Most probable mechanism
Foods high in sugar and salt trick the brain into keeping you eating past fullness because they strongly activate pleasure centers and block signals that tell you to stop, leading to extra calories and weight gain over time; but foods high in fat and salt don’t do this as strongly in young healthy adults, so even if you eat a lot of them in one meal, your body still knows when to stop and you don’t gain weight — this is shown in the study with DOI 10.1016/j.appet.2021.105592.

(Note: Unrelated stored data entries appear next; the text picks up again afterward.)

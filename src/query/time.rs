//! Time and date functions.

use crate::{
    ast::{Expr, Op},
    query::call,
    value::{Value, wrap},
};

unary! {
    /// Timestamp from an ISO-8601 string, or `"now"`
    time => Time;
    /// Date from an ISO-8601 date string
    date => Date;
}

/// Timestamp `num` units after the Unix epoch, see [`crate::query::time_unit`]
pub fn epoch(num: impl Into<Value>, unit: impl Into<Value>) -> Expr {
    call(Op::Epoch, vec![wrap(num), wrap(unit)])
}

pub fn time_add(base: impl Into<Value>, offset: impl Into<Value>, unit: impl Into<Value>) -> Expr {
    call(Op::TimeAdd, vec![wrap(base), wrap(offset), wrap(unit)])
}

pub fn time_subtract(base: impl Into<Value>, offset: impl Into<Value>, unit: impl Into<Value>) -> Expr {
    call(Op::TimeSubtract, vec![wrap(base), wrap(offset), wrap(unit)])
}

/// Difference between `start` and `finish` in `unit`s
pub fn time_diff(start: impl Into<Value>, finish: impl Into<Value>, unit: impl Into<Value>) -> Expr {
    call(Op::TimeDiff, vec![wrap(start), wrap(finish), wrap(unit)])
}

/// Snapshot time of the current transaction
pub fn now() -> Expr {
    call(Op::Now, vec![Expr::Null])
}
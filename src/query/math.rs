//! Mathematical functions and aggregates.

use crate::{
    ast::{Expr, Op},
    options::OptionalParameter,
    query::{call, call_with},
    value::{Value, wrap},
};

unary! {
    abs => Abs;
    acos => Acos;
    asin => Asin;
    atan => Atan;
    bit_not => BitNot;
    ceil => Ceil;
    cos => Cos;
    cosh => Cosh;
    /// Radians to degrees
    degrees => Degrees;
    /// e raised to the given power
    exp => Exp;
    floor => Floor;
    /// Natural logarithm
    ln => Ln;
    /// Base 10 logarithm
    log => Log;
    /// Degrees to radians
    radians => Radians;
    sign => Sign;
    sin => Sin;
    sinh => Sinh;
    sqrt => Sqrt;
    tan => Tan;
    tanh => Tanh;
}

variadic! {
    add => Add;
    bit_and => BitAnd;
    bit_or => BitOr;
    bit_xor => BitXor;
    divide => Divide;
    max => Max;
    min => Min;
    modulo => Modulo;
    multiply => Multiply;
    subtract => Subtract;
}

/// Hypotenuse of a right triangle with sides `a` and `b`
pub fn hypot(a: impl Into<Value>, b: impl Into<Value>) -> Expr {
    call(Op::Hypot, vec![wrap(a), wrap(b)])
}

pub fn pow(base: impl Into<Value>, exp: impl Into<Value>) -> Expr {
    call(Op::Pow, vec![wrap(base), wrap(exp)])
}

/// Round to a number of decimal places.
///
/// Optional parameters: [`precision`](crate::options::precision).
#[track_caller]
pub fn round(value: impl Into<Value>, options: impl IntoIterator<Item = OptionalParameter>) -> Expr {
    call_with(Op::Round, vec![wrap(value)], options)
}

/// Truncate to a number of decimal places.
///
/// Optional parameters: [`precision`](crate::options::precision).
#[track_caller]
pub fn trunc(value: impl Into<Value>, options: impl IntoIterator<Item = OptionalParameter>) -> Expr {
    call_with(Op::Trunc, vec![wrap(value)], options)
}

// Aggregates

unary! {
    /// True if any element is true
    any => Any;
    /// True if every element is true
    all => All;
    count => Count;
    sum => Sum;
    mean => Mean;
}
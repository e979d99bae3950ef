// tests/printer_tests.rs

use chrono::{DateTime, NaiveDate, Utc};
use fql_expr::options::{after, conflict_resolver, normalizer, only_first, size, str_length, ts};
use fql_expr::printer::print;
use fql_expr::query::{
    add, call_fn, casefold, collection, collections, database, do_, equals, format, function,
    get, index, lambda, let_, match_, match_term, merge, next_id, now, paginate, query, ref_,
    ref_collection, replace_str_regex, scoped_collection, scoped_collections, sub_string, var,
};
use fql_expr::{Value, wrap};
use serde_json::json;
use std::collections::HashMap;

// ============================================================================
// Literals
// ============================================================================

#[test]
fn test_scalars() {
    let test_cases = vec![
        (wrap(Value::Null), "null"),
        (wrap(true), "true"),
        (wrap(-12), "-12"),
        (wrap(1.0), "1.0"),
        (wrap(2.5), "2.5"),
        (wrap("users"), r#""users""#),
        (wrap("a\"b\\c\n\u{1}"), r#""a\"b\\c\n\u0001""#),
    ];

    for (expr, expected) in test_cases {
        assert_eq!(print(&expr), expected);
    }
}

#[test]
fn test_tagged_literals() {
    let time: DateTime<Utc> = "2019-06-01T10:00:00.5Z".parse().unwrap();
    assert_eq!(wrap(time).to_string(), r#"TimeV("2019-06-01T10:00:00.5Z")"#);

    let date = NaiveDate::from_ymd_opt(2019, 6, 1).unwrap();
    assert_eq!(wrap(date).to_string(), r#"DateV("2019-06-01")"#);

    assert_eq!(wrap(Value::bytes(vec![1, 2, 3])).to_string(), r#"BytesV("AQID")"#);
}

#[test]
fn test_reference_literals() {
    let users = wrap(json!({
        "@ref": {"id": "users", "collection": {"@ref": {"id": "collections"}}}
    }));
    assert_eq!(users.to_string(), r#"RefV("users", RefV("collections"))"#);

    let in_db = wrap(json!({"@ref": {"id": "1", "database": {"@ref": {"id": "db"}}}}));
    assert_eq!(in_db.to_string(), r#"RefV("1", null, RefV("db"))"#);

    let set = wrap(json!({"@set": {"match": "idx", "terms": 1}}));
    assert_eq!(set.to_string(), r#"SetRefV{"match": "idx", "terms": 1}"#);

    assert_eq!(ref_("collections/users").to_string(), r#"Ref("collections/users")"#);
}

#[test]
fn test_containers() {
    let mut map = HashMap::new();
    map.insert("b", Value::from(1));
    map.insert("a", Value::from(vec![true, false]));

    assert_eq!(wrap(map).to_string(), r#"Obj{"a": Arr{true, false}, "b": 1}"#);
    assert_eq!(wrap(HashMap::<String, i32>::new()).to_string(), "Obj{}");
    assert_eq!(wrap(Vec::<i32>::new()).to_string(), "Arr{}");
}

#[test]
fn test_invalid_prints_placeholder() {
    assert_eq!(wrap(f64::NAN).to_string(), "invalidExpr");
    assert_eq!(add([wrap(1), wrap(u64::MAX)]).to_string(), "Add(1, invalidExpr)");
}

// ============================================================================
// Calls
// ============================================================================

#[test]
fn test_plain_calls() {
    let expr = get(ref_collection(collection("users"), "42"), []);
    assert_eq!(expr.to_string(), r#"Get(RefCollection(Collection("users"), "42"))"#);

    let expr = lambda("x", var("x"));
    assert_eq!(expr.to_string(), r#"Lambda("x", Var("x"))"#);
}

#[test]
fn test_variadic_calls_flatten_their_arguments() {
    assert_eq!(add([1, 2, 3]).to_string(), "Add(1, 2, 3)");
    assert_eq!(add([1]).to_string(), "Add(1)");
    assert_eq!(add(Vec::<i32>::new()).to_string(), "Add()");
    assert_eq!(equals([var("a"), var("b")]).to_string(), r#"Equals(Var("a"), Var("b"))"#);
    assert_eq!(do_([now()]).to_string(), "Do(Now())");
    assert_eq!(do_([vec![1]]).to_string(), "Do(Arr{1})");

    // A single array argument stays visible as an array
    assert_eq!(add([vec![1]]).to_string(), "Add(Arr{1})");
    assert_eq!(add([vec![1, 2]]).to_string(), "Add(1, 2)");
}

#[test]
fn test_variadic_tail_after_fixed_arguments() {
    assert_eq!(
        call_fn(function("greet"), ["a", "b"]).to_string(),
        r#"Call(Function("greet"), "a", "b")"#
    );
    assert_eq!(
        format("%s", ["x"]).to_string(),
        r#"Format("%s", "x")"#
    );
}

#[test]
fn test_no_argument_calls() {
    assert_eq!(now().to_string(), "Now()");
    assert_eq!(next_id().to_string(), "NextID()");
}

#[test]
fn test_scoped_names() {
    assert_eq!(collection("users").to_string(), r#"Collection("users")"#);
    assert_eq!(
        scoped_collection("users", database("db")).to_string(),
        r#"ScopedCollection("users", Database("db"))"#
    );

    assert_eq!(collections().to_string(), "Collections()");
    assert_eq!(
        scoped_collections(database("db")).to_string(),
        r#"ScopedCollections(Database("db"))"#
    );
    // An explicit null scope is the unscoped form
    assert_eq!(scoped_collections(Value::Null).to_string(), "Collections()");
    // Anything else, even an empty string, is a scope
    assert_eq!(scoped_collections("").to_string(), r#"ScopedCollections("")"#);
}

#[test]
fn test_match_with_and_without_terms() {
    assert_eq!(
        match_term(index("by_name"), "Alice").to_string(),
        r#"MatchTerms(Index("by_name"), "Alice")"#
    );
    assert_eq!(match_(index("by_name")).to_string(), r#"Match(Index("by_name"))"#);
}

#[test]
fn test_modifiers_follow_declaration_order() {
    let expr = paginate(collections(), [ts(1), size(2), after(3)]);
    assert_eq!(expr.to_string(), "Paginate(Collections(), After(3), Size(2), TS(1))");
}

#[test]
fn test_modifier_names() {
    assert_eq!(
        replace_str_regex("a", "b", "c", [only_first()]).to_string(),
        r#"ReplaceStrRegex("a", "b", "c", OnlyFirst())"#
    );
    assert_eq!(
        sub_string("abc", 1, [str_length(1)]).to_string(),
        r#"SubString("abc", 1, StrLength(1))"#
    );
    assert_eq!(
        casefold("A", [normalizer("NFC")]).to_string(),
        r#"Casefold("A", Normalizer("NFC"))"#
    );
    assert_eq!(
        merge(json!({"a": 1}), json!({"b": 2}), [conflict_resolver(lambda(
            json!(["k", "l", "r"]),
            var("r")
        ))])
        .to_string(),
        r#"Merge(Obj{"a": 1}, Obj{"b": 2}, ConflictResolver(Lambda(Arr{"k", "l", "r"}, Var("r"))))"#
    );
}

#[test]
fn test_let() {
    let expr = let_().bind("x", 1).bind("y", "two").in_(var("x"));
    assert_eq!(
        expr.to_string(),
        r#"Let().Bind("x", 1).Bind("y", "two").In(Var("x"))"#
    );
    assert_eq!(let_().in_(1).to_string(), "Let().In(1)");
}

#[test]
fn test_stored_query() {
    let stored = wrap(json!({"@query": "x"}));
    assert_eq!(stored.to_string(), r#"QueryV("x")"#);
    assert_eq!(query(lambda("x", var("x"))).to_string(), r#"Query(Lambda("x", Var("x")))"#);
}
//! Comparison, logic and path selection.

use crate::{
    ast::{Expr, Op},
    options::OptionalParameter,
    query::{call, call_with},
    value::{Value, wrap},
};

variadic! {
    /// True when every argument is equal
    equals => Equals;
    lt => LT;
    lte => LTE;
    gt => GT;
    gte => GTE;
    and => And;
    or => Or;
}

unary! {
    not => Not;
}

/// Whether `path` exists in `value`
pub fn contains(path: impl Into<Value>, value: impl Into<Value>) -> Expr {
    call(Op::Contains, vec![wrap(path), wrap(value)])
}

/// Value at `path` inside `value`.
///
/// Optional parameters: [`default`](crate::options::default).
#[track_caller]
pub fn select(
    path: impl Into<Value>,
    value: impl Into<Value>,
    options: impl IntoIterator<Item = OptionalParameter>,
) -> Expr {
    call_with(Op::Select, vec![wrap(path), wrap(value)], options)
}

/// Every value under `path`, flattened
pub fn select_all(path: impl Into<Value>, value: impl Into<Value>) -> Expr {
    call(Op::SelectAll, vec![wrap(path), wrap(value)])
}
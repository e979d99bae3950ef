use crate::ast::OptionalField;

/// How the debug printer lays out a combinator call.
#[derive(Debug, Clone, Copy, PartialEq, Eq)]
pub enum Style {
    /// `Name(arg1, arg2, ...)`
    Plain,
    /// Takes no arguments; the single wire field carries `null`.
    NoArgs,
    /// The last field collects a variable number of arguments. One argument
    /// is stored as itself, several as an array.
    Variadic,
    /// Like [`Style::Variadic`], but the last field is always an array, even
    /// for a single argument.
    Sequence,
    /// `Name(x)`, or `ScopedName(x, scope)` when the scope slot is filled.
    Scoped,
    /// `Name()` when the only field is the null literal, else `ScopedName(scope)`.
    KeyScoped,
    /// `Match(index)`, or `MatchTerms(index, terms)` when terms are filled.
    Terms,
}

macro_rules! ops {
    ($( $variant:ident => $name:literal, $style:ident, [$($field:literal),+], [$($opt:ident),*]; )+) => {
        /// Every combinator of the query language.
        ///
        /// The table is the single source of per-combinator metadata: the
        /// name used in debug output, the wire key of each required field in
        /// constructor-argument order, the debug layout and the optional
        /// fields a call may carry.
        #[derive(Debug, Clone, Copy, PartialEq, Eq, Hash, PartialOrd, Ord)]
        pub enum Op {
            $($variant,)+
        }

        impl Op {
            pub const ALL: &'static [Op] = &[$(Op::$variant,)+];

            pub fn name(self) -> &'static str {
                match self {
                    $(Op::$variant => $name,)+
                }
            }

            pub fn style(self) -> Style {
                match self {
                    $(Op::$variant => Style::$style,)+
                }
            }

            /// Wire keys of the required fields, in argument order
            pub fn fields(self) -> &'static [&'static str] {
                match self {
                    $(Op::$variant => &[$($field),+],)+
                }
            }

            pub fn optional_fields(self) -> &'static [OptionalField] {
                match self {
                    $(Op::$variant => &[$(OptionalField::$opt),*],)+
                }
            }
        }
    };
}

ops! {
    // Basic forms
    Abort => "Abort", Plain, ["abort"], [];
    Do => "Do", Sequence, ["do"], [];
    If => "If", Plain, ["if", "then", "else"], [];
    Lambda => "Lambda", Plain, ["lambda", "expr"], [];
    At => "At", Plain, ["at", "expr"], [];
    Var => "Var", Plain, ["var"], [];
    Call => "Call", Variadic, ["call", "arguments"], [];
    Query => "Query", Plain, ["query"], [];

    // Collections
    Map => "Map", Plain, ["collection", "map"], [];
    Foreach => "Foreach", Plain, ["collection", "foreach"], [];
    Filter => "Filter", Plain, ["collection", "filter"], [];
    Take => "Take", Plain, ["take", "collection"], [];
    Drop => "Drop", Plain, ["drop", "collection"], [];
    Prepend => "Prepend", Plain, ["prepend", "collection"], [];
    Append => "Append", Plain, ["append", "collection"], [];
    IsEmpty => "IsEmpty", Plain, ["is_empty"], [];
    IsNonEmpty => "IsNonEmpty", Plain, ["is_nonempty"], [];

    // Read
    Get => "Get", Plain, ["get"], [Ts];
    KeyFromSecret => "KeyFromSecret", Plain, ["key_from_secret"], [];
    Exists => "Exists", Plain, ["exists"], [Ts];
    Paginate => "Paginate", Plain, ["paginate"], [After, Before, Events, Size, Sources, Ts];

    // Write
    Create => "Create", Plain, ["create", "params"], [];
    CreateClass => "CreateClass", Plain, ["create_class"], [];
    CreateCollection => "CreateCollection", Plain, ["create_collection"], [];
    CreateDatabase => "CreateDatabase", Plain, ["create_database"], [];
    CreateIndex => "CreateIndex", Plain, ["create_index"], [];
    CreateKey => "CreateKey", Plain, ["create_key"], [];
    CreateFunction => "CreateFunction", Plain, ["create_function"], [];
    CreateRole => "CreateRole", Plain, ["create_role"], [];
    MoveDatabase => "MoveDatabase", Plain, ["move_database", "to"], [];
    Update => "Update", Plain, ["update", "params"], [];
    Replace => "Replace", Plain, ["replace", "params"], [];
    Delete => "Delete", Plain, ["delete"], [];
    Insert => "Insert", Plain, ["insert", "ts", "action", "params"], [];
    Remove => "Remove", Plain, ["remove", "ts", "action"], [];

    // Strings
    Format => "Format", Variadic, ["format", "values"], [];
    Concat => "Concat", Plain, ["concat"], [Separator];
    Casefold => "Casefold", Plain, ["casefold"], [Normalizer];
    StartsWith => "StartsWith", Plain, ["startswith", "search"], [];
    EndsWith => "EndsWith", Plain, ["endswith", "search"], [];
    ContainsStr => "ContainsStr", Plain, ["containsstr", "search"], [];
    ContainsStrRegex => "ContainsStrRegex", Plain, ["containsstrregex", "pattern"], [];
    RegexEscape => "RegexEscape", Plain, ["regexescape"], [];
    FindStr => "FindStr", Plain, ["findstr", "find"], [Start];
    FindStrRegex => "FindStrRegex", Plain, ["findstrregex", "pattern"], [Start];
    Length => "Length", Plain, ["length"], [];
    LowerCase => "LowerCase", Plain, ["lowercase"], [];
    LTrim => "LTrim", Plain, ["ltrim"], [];
    Repeat => "Repeat", Plain, ["repeat", "number"], [];
    ReplaceStr => "ReplaceStr", Plain, ["replacestr", "find", "replace"], [];
    ReplaceStrRegex => "ReplaceStrRegex", Plain, ["replacestrregex", "pattern", "replace"], [First];
    RTrim => "RTrim", Plain, ["rtrim"], [];
    Space => "Space", Plain, ["space"], [];
    SubString => "SubString", Plain, ["substring", "start"], [Length];
    TitleCase => "TitleCase", Plain, ["titlecase"], [];
    Trim => "Trim", Plain, ["trim"], [];
    UpperCase => "UpperCase", Plain, ["uppercase"], [];

    // Time and date
    Time => "Time", Plain, ["time"], [];
    TimeAdd => "TimeAdd", Plain, ["time_add", "offset", "unit"], [];
    TimeSubtract => "TimeSubtract", Plain, ["time_subtract", "offset", "unit"], [];
    TimeDiff => "TimeDiff", Plain, ["time_diff", "other", "unit"], [];
    Date => "Date", Plain, ["date"], [];
    Epoch => "Epoch", Plain, ["epoch", "unit"], [];
    Now => "Now", NoArgs, ["now"], [];

    // Sets
    Singleton => "Singleton", Plain, ["singleton"], [];
    Events => "Events", Plain, ["events"], [];
    Match => "Match", Terms, ["match"], [Terms];
    Union => "Union", Variadic, ["union"], [];
    Merge => "Merge", Plain, ["merge", "with"], [Lambda];
    Reduce => "Reduce", Plain, ["reduce", "initial", "collection"], [];
    Intersection => "Intersection", Variadic, ["intersection"], [];
    Difference => "Difference", Variadic, ["difference"], [];
    Distinct => "Distinct", Plain, ["distinct"], [];
    Join => "Join", Plain, ["join", "with"], [];
    Range => "Range", Plain, ["range", "from", "to"], [];

    // Authentication
    Login => "Login", Plain, ["login", "params"], [];
    Logout => "Logout", Plain, ["logout"], [];
    Identify => "Identify", Plain, ["identify", "password"], [];
    Identity => "Identity", NoArgs, ["identity"], [];
    HasIdentity => "HasIdentity", NoArgs, ["has_identity"], [];

    // Schema references
    Ref => "Ref", Plain, ["@ref"], [];
    RefCollection => "RefCollection", Plain, ["ref", "id"], [];
    NextId => "NextID", NoArgs, ["next_id"], [];
    NewId => "NewId", NoArgs, ["new_id"], [];
    Database => "Database", Scoped, ["database"], [Scope];
    Index => "Index", Scoped, ["index"], [Scope];
    Class => "Class", Scoped, ["class"], [Scope];
    Collection => "Collection", Scoped, ["collection"], [Scope];
    Function => "Function", Scoped, ["function"], [Scope];
    Role => "Role", Scoped, ["role"], [Scope];
    Documents => "Documents", Plain, ["documents"], [];
    Classes => "Classes", KeyScoped, ["classes"], [];
    Collections => "Collections", KeyScoped, ["collections"], [];
    Indexes => "Indexes", KeyScoped, ["indexes"], [];
    Databases => "Databases", KeyScoped, ["databases"], [];
    Functions => "Functions", KeyScoped, ["functions"], [];
    Roles => "Roles", KeyScoped, ["roles"], [];
    Keys => "Keys", KeyScoped, ["keys"], [];
    Tokens => "Tokens", KeyScoped, ["tokens"], [];
    Credentials => "Credentials", KeyScoped, ["credentials"], [];

    // Miscellaneous
    Equals => "Equals", Variadic, ["equals"], [];
    Contains => "Contains", Plain, ["contains", "in"], [];

    // Math
    Abs => "Abs", Plain, ["abs"], [];
    Acos => "Acos", Plain, ["acos"], [];
    Asin => "Asin", Plain, ["asin"], [];
    Atan => "Atan", Plain, ["atan"], [];
    Add => "Add", Variadic, ["add"], [];
    BitAnd => "BitAnd", Variadic, ["bitand"], [];
    BitNot => "BitNot", Plain, ["bitnot"], [];
    BitOr => "BitOr", Variadic, ["bitor"], [];
    BitXor => "BitXor", Variadic, ["bitxor"], [];
    Ceil => "Ceil", Plain, ["ceil"], [];
    Cos => "Cos", Plain, ["cos"], [];
    Cosh => "Cosh", Plain, ["cosh"], [];
    Degrees => "Degrees", Plain, ["degrees"], [];
    Divide => "Divide", Variadic, ["divide"], [];
    Exp => "Exp", Plain, ["exp"], [];
    Floor => "Floor", Plain, ["floor"], [];
    Hypot => "Hypot", Plain, ["hypot", "b"], [];
    Ln => "Ln", Plain, ["ln"], [];
    Log => "Log", Plain, ["log"], [];
    Max => "Max", Variadic, ["max"], [];
    Min => "Min", Variadic, ["min"], [];
    Modulo => "Modulo", Variadic, ["modulo"], [];
    Multiply => "Multiply", Variadic, ["multiply"], [];
    Pow => "Pow", Plain, ["pow", "exp"], [];
    Radians => "Radians", Plain, ["radians"], [];
    Round => "Round", Plain, ["round"], [Precision];
    Sign => "Sign", Plain, ["sign"], [];
    Sin => "Sin", Plain, ["sin"], [];
    Sinh => "Sinh", Plain, ["sinh"], [];
    Sqrt => "Sqrt", Plain, ["sqrt"], [];
    Subtract => "Subtract", Variadic, ["subtract"], [];
    Tan => "Tan", Plain, ["tan"], [];
    Tanh => "Tanh", Plain, ["tanh"], [];
    Trunc => "Trunc", Plain, ["trunc"], [Precision];

    // Aggregates
    Any => "Any", Plain, ["any"], [];
    All => "All", Plain, ["all"], [];
    Count => "Count", Plain, ["count"], [];
    Sum => "Sum", Plain, ["sum"], [];
    Mean => "Mean", Plain, ["mean"], [];

    // Comparison and logic
    LT => "LT", Variadic, ["lt"], [];
    LTE => "LTE", Variadic, ["lte"], [];
    GT => "GT", Variadic, ["gt"], [];
    GTE => "GTE", Variadic, ["gte"], [];
    And => "And", Variadic, ["and"], [];
    Or => "Or", Variadic, ["or"], [];
    Not => "Not", Plain, ["not"], [];

    // Select
    Select => "Select", Plain, ["select", "from"], [Default];
    SelectAll => "SelectAll", Plain, ["select_all", "from"], [];

    // Conversion
    ToString => "ToString", Plain, ["to_string"], [];
    ToNumber => "ToNumber", Plain, ["to_number"], [];
    ToTime => "ToTime", Plain, ["to_time"], [];
    ToSeconds => "ToSeconds", Plain, ["to_seconds"], [];
    ToMillis => "ToMillis", Plain, ["to_millis"], [];
    ToMicros => "ToMicros", Plain, ["to_micros"], [];
    Year => "Year", Plain, ["year"], [];
    Month => "Month", Plain, ["month"], [];
    Hour => "Hour", Plain, ["hour"], [];
    Minute => "Minute", Plain, ["minute"], [];
    Second => "Second", Plain, ["second"], [];
    DayOfMonth => "DayOfMonth", Plain, ["day_of_month"], [];
    DayOfWeek => "DayOfWeek", Plain, ["day_of_week"], [];
    DayOfYear => "DayOfYear", Plain, ["day_of_year"], [];
    ToDate => "ToDate", Plain, ["to_date"], [];

    // Type predicates
    IsNumber => "IsNumber", Plain, ["is_number"], [];
    IsDouble => "IsDouble", Plain, ["is_double"], [];
    IsInteger => "IsInteger", Plain, ["is_integer"], [];
    IsBoolean => "IsBoolean", Plain, ["is_boolean"], [];
    IsNull => "IsNull", Plain, ["is_null"], [];
    IsBytes => "IsBytes", Plain, ["is_bytes"], [];
    IsTimestamp => "IsTimestamp", Plain, ["is_timestamp"], [];
    IsDate => "IsDate", Plain, ["is_date"], [];
    IsString => "IsString", Plain, ["is_string"], [];
    IsArray => "IsArray", Plain, ["is_array"], [];
    IsObject => "IsObject", Plain, ["is_object"], [];
    IsRef => "IsRef", Plain, ["is_ref"], [];
    IsSet => "IsSet", Plain, ["is_set"], [];
    IsDoc => "IsDoc", Plain, ["is_doc"], [];
    IsLambda => "IsLambda", Plain, ["is_lambda"], [];
    IsCollection => "IsCollection", Plain, ["is_collection"], [];
    IsDatabase => "IsDatabase", Plain, ["is_database"], [];
    IsIndex => "IsIndex", Plain, ["is_index"], [];
    IsFunction => "IsFunction", Plain, ["is_function"], [];
    IsKey => "IsKey", Plain, ["is_key"], [];
    IsToken => "IsToken", Plain, ["is_token"], [];
    IsCredentials => "IsCredentials", Plain, ["is_credentials"], [];
    IsRole => "IsRole", Plain, ["is_role"], [];
}

impl Op {
    /// Look up a combinator by the name it has in debug output.
    ///
    /// Only the canonical names are known here; aliases such as
    /// `ScopedIndex` or `MatchTerm` are resolved by
    /// [`call_by_name`](crate::query::call_by_name).
    pub fn from_name(name: &str) -> Option<Op> {
        Op::ALL.iter().copied().find(|op| op.name() == name)
    }

    pub fn accepts(self, field: OptionalField) -> bool {
        self.optional_fields().contains(&field)
    }
}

Carbohydrate- and sodium-dense hyper-palatable foods activate the mesolimbic dopamine reward system more strongly than fat- and sodium-dense hyper-palatable foods due to synergistic sensory properties that exceed natural palatability thresholds, as defined in the mechanistic framework of 10.1016/j.appet.2021.105592.
This heightened reward response from carbohydrate- and sodium-dense foods overrides homeostatic satiety signals such as leptin, ghrelin, and cholecystokinin, leading to prolonged eating duration and increased total energy intake beyond physiological needs, as directly measured in 10.1016/j/appet.2021.105592.
Fat- and sodium-dense hyper-palatable foods, despite meeting the same hyper-palatability criteria, do not produce the same level of reward-driven overconsumption or satiety disruption, resulting in no significant increase in energy intake or adiposity over one year in healthy young adults, as observed in 10.1016/j/appet.2021.105592.
Chronic overconsumption of carbohydrate- and sodium-dense hyper-palatable foods leads to sustained positive energy balance and fat storage, while fat- and sodium-dense hyper-palatable foods do not, explaining the lack of association between their consumption and weight or body fat gain over one year, as demonstrated in 10.1016/j/appet.2021.105592.